Dataset entries:
- - - - -
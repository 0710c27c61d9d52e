use std::{
    collections::TryReserveError,
    ops::{Index, IndexMut},
};

use glam::{ivec2, IVec2};
use serde::{Deserialize, Serialize};

/// Dimensions of a dense row-major 2D array of tiles.
///
/// All the index arithmetic for maps, goal-maps and visibility buffers goes
/// through here.
#[derive(
    Copy, Clone, Eq, PartialEq, Hash, Default, Debug, Serialize, Deserialize,
)]
pub struct Grid {
    width: i32,
    height: i32,
}

impl Grid {
    pub fn new(width: i32, height: i32) -> Self {
        assert!(
            width >= 0 && height >= 0,
            "Grid::new: negative dimensions {width}x{height}"
        );
        Grid { width, height }
    }

    pub fn width(&self) -> i32 {
        self.width
    }

    pub fn height(&self) -> i32 {
        self.height
    }

    pub fn size(&self) -> IVec2 {
        ivec2(self.width, self.height)
    }

    /// Number of cells in the grid.
    pub fn len(&self) -> usize {
        (self.width * self.height) as usize
    }

    pub fn is_empty(&self) -> bool {
        self.len() == 0
    }

    pub fn contains(&self, p: impl Into<IVec2>) -> bool {
        let p = p.into();
        p.x >= 0 && p.y >= 0 && p.x < self.width && p.y < self.height
    }

    /// Flat index of a point, `None` if the point is outside the grid.
    pub fn get_index(&self, p: impl Into<IVec2>) -> Option<usize> {
        let p = p.into();
        self.contains(p)
            .then(|| (p.y * self.width + p.x) as usize)
    }

    /// Flat index of a point.
    ///
    /// Panics if the point is out of bounds.
    pub fn index(&self, p: impl Into<IVec2>) -> usize {
        let p = p.into();
        self.get_index(p).unwrap_or_else(|| {
            panic!(
                "Grid::index: {p} out of bounds of {}x{} grid",
                self.width, self.height
            )
        })
    }

    /// Point corresponding to a flat index.
    pub fn coords(&self, i: usize) -> IVec2 {
        debug_assert!(i < self.len());
        let i = i as i32;
        ivec2(i % self.width, i / self.width)
    }

    /// Iterate all points of the grid in row-major order.
    pub fn iter(&self) -> impl Iterator<Item = IVec2> {
        let (w, h) = (self.width, self.height);
        (0..h).flat_map(move |y| (0..w).map(move |x| ivec2(x, y)))
    }
}

/// Dense 2D array of values.
#[derive(Clone, Eq, PartialEq, Hash, Debug, Serialize, Deserialize)]
pub struct Array2d<T> {
    grid: Grid,
    data: Vec<T>,
}

impl<T: Clone> Array2d<T> {
    pub fn new(grid: Grid, value: T) -> Self {
        Array2d {
            grid,
            data: vec![value; grid.len()],
        }
    }

    /// Construct an array, reporting an allocation failure instead of
    /// aborting the process.
    pub fn try_new(grid: Grid, value: T) -> Result<Self, TryReserveError> {
        let mut data = Vec::new();
        data.try_reserve_exact(grid.len())?;
        data.resize(grid.len(), value);
        Ok(Array2d { grid, data })
    }

    /// Set every cell to the same value.
    pub fn fill(&mut self, value: T) {
        self.data.fill(value);
    }
}

impl<T> Array2d<T> {
    pub fn from_fn(grid: Grid, f: impl FnMut(IVec2) -> T) -> Self {
        Array2d {
            grid,
            data: grid.iter().map(f).collect(),
        }
    }

    pub fn grid(&self) -> Grid {
        self.grid
    }

    pub fn contains(&self, p: impl Into<IVec2>) -> bool {
        self.grid.contains(p)
    }

    pub fn get(&self, p: impl Into<IVec2>) -> Option<&T> {
        self.grid.get_index(p).map(|i| &self.data[i])
    }

    pub fn get_mut(&mut self, p: impl Into<IVec2>) -> Option<&mut T> {
        self.grid.get_index(p).map(|i| &mut self.data[i])
    }

    pub fn iter(&self) -> impl Iterator<Item = (IVec2, &T)> {
        self.grid.iter().zip(self.data.iter())
    }

    pub fn as_slice(&self) -> &[T] {
        &self.data
    }
}

impl<T> Index<IVec2> for Array2d<T> {
    type Output = T;

    fn index(&self, p: IVec2) -> &Self::Output {
        &self.data[self.grid.index(p)]
    }
}

impl<T> IndexMut<IVec2> for Array2d<T> {
    fn index_mut(&mut self, p: IVec2) -> &mut Self::Output {
        let i = self.grid.index(p);
        &mut self.data[i]
    }
}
- - - - -
EXERCISE INSTRUCTIONS — Each record above needs to be set down again, word for word.

ANSWER SECTION —
repository 0710c27c61d9d52e
use std::{
    collections::TryReserveError,
    ops::{Index, IndexMut},
};

use glam::{ivec2, IVec2};
use serde::{Deserialize, Serialize};

/// Dimensions of a dense row-major 2D array of tiles.
///
/// All the index arithmetic for maps, goal-maps and visibility buffers goes
/// through here.
#[derive(
    Copy, Clone, Eq, PartialEq, Hash, Default, Debug, Serialize, Deserialize,
)]
pub struct Grid {
    width: i32,
    height: i32,
}

impl Grid {
    pub fn new(width: i32, height: i32) -> Self {
        assert!(
            width >= 0 && height >= 0,
            "Grid::new: negative dimensions {width}x{height}"
        );
        Grid { width, height }
    }

    pub fn width(&self) -> i32 {
        self.width
    }

    pub fn height(&self) -> i32 {
        self.height
    }

    pub fn size(&self) -> IVec2 {
        ivec2(self.width, self.height)
    }

    /// Number of cells in the grid.
    pub fn len(&self) -> usize {
        (self.width * self.height) as usize
    }

    pub fn is_empty(&self) -> bool {
        self.len() == 0
    }

    pub fn contains(&self, p: impl Into<IVec2>) -> bool {
        let p = p.into();
        p.x >= 0 && p.y >= 0 && p.x < self.width && p.y < self.height
    }

    /// Flat index of a point, `None` if the point is outside the grid.
    pub fn get_index(&self, p: impl Into<IVec2>) -> Option<usize> {
        let p = p.into();
        self.contains(p)
            .then(|| (p.y * self.width + p.x) as usize)
    }

    /// Flat index of a point.
    ///
    /// Panics if the point is out of bounds.
    pub fn index(&self, p: impl Into<IVec2>) -> usize {
        let p = p.into();
        self.get_index(p).unwrap_or_else(|| {
            panic!(
                "Grid::index: {p} out of bounds of {}x{} grid",
                self.width, self.height
            )
        })
    }

    /// Point corresponding to a flat index.
    pub fn coords(&self, i: usize) -> IVec2 {
        debug_assert!(i < self.len());
        let i = i as i32;
        ivec2(i % self.width, i / self.width)
    }

    /// Iterate all points of the grid in row-major order.
    pub fn iter(&self) -> impl Iterator<Item = IVec2> {
        let (w, h) = (self.width, self.height);
        (0..h).flat_map(move |y| (0..w).map(move |x| ivec2(x, y)))
    }
}

/// Dense 2D array of values.
#[derive(Clone, Eq, PartialEq, Hash, Debug, Serialize, Deserialize)]
pub struct Array2d<T> {
    grid: Grid,
    data: Vec<T>,
}

impl<T: Clone> Array2d<T> {
    pub fn new(grid: Grid, value: T) -> Self {
        Array2d {
            grid,
            data: vec![value; grid.len()],
        }
    }

    /// Construct an array, reporting an allocation failure instead of
    /// aborting the process.
    pub fn try_new(grid: Grid, value: T) -> Result<Self, TryReserveError> {
        let mut data = Vec::new();
        data.try_reserve_exact(grid.len())?;
        data.resize(grid.len(), value);
        Ok(Array2d { grid, data })
    }

    /// Set every cell to the same value.
    pub fn fill(&mut self, value: T) {
        self.data.fill(value);
    }
}

impl<T> Array2d<T> {
    pub fn from_fn(grid: Grid, f: impl FnMut(IVec2) -> T) -> Self {
        Array2d {
            grid,
            data: grid.iter().map(f).collect(),
        }
    }

    pub fn grid(&self) -> Grid {
        self.grid
    }

    pub fn contains(&self, p: impl Into<IVec2>) -> bool {
        self.grid.contains(p)
    }

    pub fn get(&self, p: impl Into<IVec2>) -> Option<&T> {
        self.grid.get_index(p).map(|i| &self.data[i])
    }

    pub fn get_mut(&mut self, p: impl Into<IVec2>) -> Option<&mut T> {
        self.grid.get_index(p).map(|i| &mut self.data[i])
    }

    pub fn iter(&self) -> impl Iterator<Item = (IVec2, &T)> {
        self.grid.iter().zip(self.data.iter())
    }

    pub fn as_slice(&self) -> &[T] {
        &self.data
    }
}

impl<T> Index<IVec2> for Array2d<T> {
    type Output = T;

    fn index(&self, p: IVec2) -> &Self::Output {
        &self.data[self.grid.index(p)]
    }
}

impl<T> IndexMut<IVec2> for Array2d<T> {
    fn index_mut(&mut self, p: IVec2) -> &mut Self::Output {
        let i = self.grid.index(p);
        &mut self.data[i]
    }
}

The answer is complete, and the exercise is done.